As for Thompson, there's this bit of dialogue in Chapter 17 of Grampa in Oz:
"That's fair enough," agreed Percy Vere, smiling at the little flower fairy:
"You believe in us, and we'll believe in you.
And if you say so I'll believe that six and one are--are--?"
"Two," said Dorothy, "only they're eight."
Is this a mistake on Thompson's part, or did she mean to have Dorothy also get the wrong answer? Dorothy was about ten or eleven years old when she came to Oz to live, and had attended school in Kansas prior to that, so you'd think she'd know basic arithmetic. Perhaps it was just a moment of absent-mindedness, but what narrative purpose would that have served?
Thompson's even larger snub to mathematics, and especially with school math classes, occurs in Kabumpo, when the Elegant Elephant and Prince Pompadore stumble upon the city of Rith Metic. Here, the people all have numerals for heads, and while the text refers to them as "thin, spry little people," Neill simply draws them as numerals with faces and legs. In his defense, it's a little hard to imagine what Thompson was thinking of when she described the Figure Heads. They live inside giant arithmetic books with doors and windows, which remind Pompadore of "something disagreeable" even before he identifies them. The city is led by a wooden ruler who is "twice as large as a man"; I suppose his torso might be twelve feet instead of twelve inches long.
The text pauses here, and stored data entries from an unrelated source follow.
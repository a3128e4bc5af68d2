//! Configuration file for the `states` binary.
//!
//! ```toml
//! url = "http://localhost:8080/dummyserver/rest/state"
//!
//! [labels]
//! progress_title = "Aguarde"
//! ```
//!
//! Every key is optional. Command-line flags are applied on top in `main`.

use std::path::{Path, PathBuf};

use serde::Deserialize;
use states_core::Labels;
use thiserror::Error;

pub const DEFAULT_URL: &str = "http://192.168.0.107:8080/dummyserver/rest/state";

#[derive(Debug, Error)]
pub enum ConfigError {
    #[error("failed to read config file {path}: {source}")]
    Read {
        path: PathBuf,
        #[source]
        source: std::io::Error,
    },

    #[error("invalid config: {0}")]
    Parse(#[from] toml::de::Error),
}

#[derive(Debug, Clone, Deserialize, PartialEq, Eq)]
#[serde(default)]
pub struct AppConfig {
    pub url: String,
    pub labels: Labels,
}

impl Default for AppConfig {
    fn default() -> Self {
        Self {
            url: DEFAULT_URL.to_string(),
            labels: Labels::default(),
        }
    }
}

impl AppConfig {
    pub fn load(path: &Path) -> Result<Self, ConfigError> {
        let content = std::fs::read_to_string(path).map_err(|source| ConfigError::Read {
            path: path.to_path_buf(),
            source,
        })?;
        Self::from_toml(&content)
    }

    pub fn from_toml(content: &str) -> Result<Self, ConfigError> {
        Ok(toml::from_str(content)?)
    }
}

#[cfg(test)]
mod tests {
    use super::*;

    #[test]
    fn empty_file_yields_defaults() {
        let config = AppConfig::from_toml("").unwrap();
        assert_eq!(config, AppConfig::default());
        assert_eq!(config.url, DEFAULT_URL);
    }

    #[test]
    fn partial_labels_keep_other_defaults() {
        let config = AppConfig::from_toml(
            r#"
            url = "http://localhost:8080/dummyserver/rest/state"

            [labels]
            progress_title = "Aguarde"
            alert_ok = "Fechar"
            "#,
        )
        .unwrap();

        assert_eq!(config.url, "http://localhost:8080/dummyserver/rest/state");
        assert_eq!(config.labels.progress_title, "Aguarde");
        assert_eq!(config.labels.alert_ok, "Fechar");
        assert_eq!(config.labels.alert_title, Labels::default().alert_title);
    }

    #[test]
    fn wrong_type_is_rejected() {
        let err = AppConfig::from_toml("url = 8080").unwrap_err();
        assert!(matches!(err, ConfigError::Parse(_)));
    }

    #[test]
    fn missing_file_reports_path() {
        let err = AppConfig::load(Path::new("/nonexistent/states.toml")).unwrap_err();
        assert!(err.to_string().contains("/nonexistent/states.toml"));
    }
}
//! Runs a fetch off the control loop and posts the outcome back to it.

use states_core::{FetchTask, FetchTicket};
use tokio::sync::mpsc::UnboundedSender;
use tokio::task::JoinHandle;
use tracing::debug;

use crate::controller::ScreenEvent;

/// Run `task` on the blocking pool, then send
/// `ScreenEvent::FetchCompleted` for `ticket`.
///
/// Must be called from within a tokio runtime. The worker is never aborted;
/// if the control loop is gone by the time it finishes, the result is dropped.
pub fn spawn_fetch(
    task: FetchTask,
    ticket: FetchTicket,
    events: UnboundedSender<ScreenEvent>,
) -> JoinHandle<()> {
    tokio::task::spawn_blocking(move || {
        let outcome = task.run();
        if events
            .send(ScreenEvent::FetchCompleted { ticket, outcome })
            .is_err()
        {
            debug!(%ticket, "control loop closed, dropping fetch result");
        }
    })
}
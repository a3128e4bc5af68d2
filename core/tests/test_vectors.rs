//! Verify request building and response parsing against the JSON vectors in
//! `test-vectors/`.
//!
//! Vector bodies are written as text; each char is turned back into one byte
//! so the parser sees the same ISO-8859-1 payload a server would send.

use states_core::{FetchError, HttpMethod, HttpResponse, StatesClient};

const URL: &str = "http://localhost:8080/dummyserver/rest/state";

fn latin1_bytes(text: &str) -> Vec<u8> {
    text.chars()
        .map(|c| u8::try_from(u32::from(c)).expect("vector bodies must be Latin-1"))
        .collect()
}

/// Parse the method string from test vectors into `HttpMethod`.
fn parse_method(s: &str) -> HttpMethod {
    match s {
        "GET" => HttpMethod::Get,
        other => panic!("unknown method: {other}"),
    }
}

#[test]
fn list_states_test_vectors() {
    let raw = include_str!("../../test-vectors/list_states.json");
    let vectors: serde_json::Value = serde_json::from_str(raw).unwrap();

    let c = StatesClient::new(URL);

    // Verify build
    let expected_req = &vectors["expected_request"];
    let req = c.build_list_states();
    assert_eq!(req.method, parse_method(expected_req["method"].as_str().unwrap()));
    assert_eq!(req.url, URL);
    let expected_headers: Vec<(String, String)> = expected_req["headers"]
        .as_array()
        .unwrap()
        .iter()
        .map(|h| {
            let arr = h.as_array().unwrap();
            (arr[0].as_str().unwrap().to_string(), arr[1].as_str().unwrap().to_string())
        })
        .collect();
    assert_eq!(req.headers, expected_headers);

    // Verify parse
    let cases = vectors["cases"].as_array().unwrap();
    assert!(!cases.is_empty());
    for case in cases {
        let name = case["name"].as_str().unwrap();
        let sim = &case["simulated_response"];
        let response = HttpResponse {
            status: sim["status"].as_u64().unwrap() as u16,
            headers: Vec::new(),
            body: latin1_bytes(sim["body"].as_str().unwrap()),
        };
        let result = c.parse_list_states(response);

        if let Some(expected_error) = case.get("expected_error") {
            let err = result.unwrap_err();
            match expected_error.as_str().unwrap() {
                "UnexpectedStatus" => assert!(
                    matches!(err, FetchError::UnexpectedStatus { .. }),
                    "{name}: expected UnexpectedStatus, got {err:?}"
                ),
                "Json" => assert!(
                    matches!(err, FetchError::Json(_)),
                    "{name}: expected Json, got {err:?}"
                ),
                other => panic!("{name}: unknown expected_error: {other}"),
            }
        } else {
            let items = result.unwrap_or_else(|e| panic!("{name}: unexpected error {e}"));
            let expected: Vec<String> =
                serde_json::from_value(case["expected_result"].clone()).unwrap();
            assert_eq!(items, expected, "{name}: parsed result");
        }
    }
}
//! The fetch → parse sequence run by a background worker.

use std::fmt;
use std::sync::Arc;

use tracing::{error, info};

use crate::client::StatesClient;
use crate::error::FetchError;
use crate::transport::Transport;
use crate::types::FetchOutcome;

/// Identifies one activation of the list screen.
///
/// A completion is only applied if it carries the ticket of the most recent
/// activation.
#[derive(Debug, Clone, Copy, PartialEq, Eq, Hash, PartialOrd, Ord)]
pub struct FetchTicket(pub u64);

impl fmt::Display for FetchTicket {
    fn fmt(&self, f: &mut fmt::Formatter<'_>) -> fmt::Result {
        write!(f, "#{}", self.0)
    }
}

/// One GET against the states endpoint, with everything it needs injected.
#[derive(Clone)]
pub struct FetchTask {
    client: StatesClient,
    transport: Arc<dyn Transport>,
}

impl FetchTask {
    pub fn new(client: StatesClient, transport: Arc<dyn Transport>) -> Self {
        Self { client, transport }
    }

    /// Perform a single attempt and collapse any error into `Failure`.
    ///
    /// Blocks on the transport; never panics and never returns an error.
    pub fn run(&self) -> FetchOutcome {
        match self.try_run() {
            Ok(items) => {
                info!(url = self.client.url(), count = items.len(), "fetched states");
                FetchOutcome::Success(items)
            }
            Err(err) => {
                error!(url = self.client.url(), error = %err, "error fetching states");
                FetchOutcome::Failure
            }
        }
    }

    fn try_run(&self) -> Result<Vec<String>, FetchError> {
        let request = self.client.build_list_states();
        let response = self.transport.execute(&request)?;
        self.client.parse_list_states(response)
    }
}

impl fmt::Debug for FetchTask {
    fn fmt(&self, f: &mut fmt::Formatter<'_>) -> fmt::Result {
        f.debug_struct("FetchTask")
            .field("client", &self.client)
            .finish_non_exhaustive()
    }
}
The Ruler's assistant is Count It Up, a giant pencil who guides newcomers through the town. The rule is that anyone coming to Rith Metic has to work through numerous equations made up of the Figure Heads, and after finishing will be made into a word problem. The elephant and the prince escape with the help of the Curious Cottabus, who advises Pompa to turn a somersault. This functions as a sum assault, and drives the Figure Heads away. The very fact that a pun wins out against the math problems suggests to me that Thompson valued words over numbers.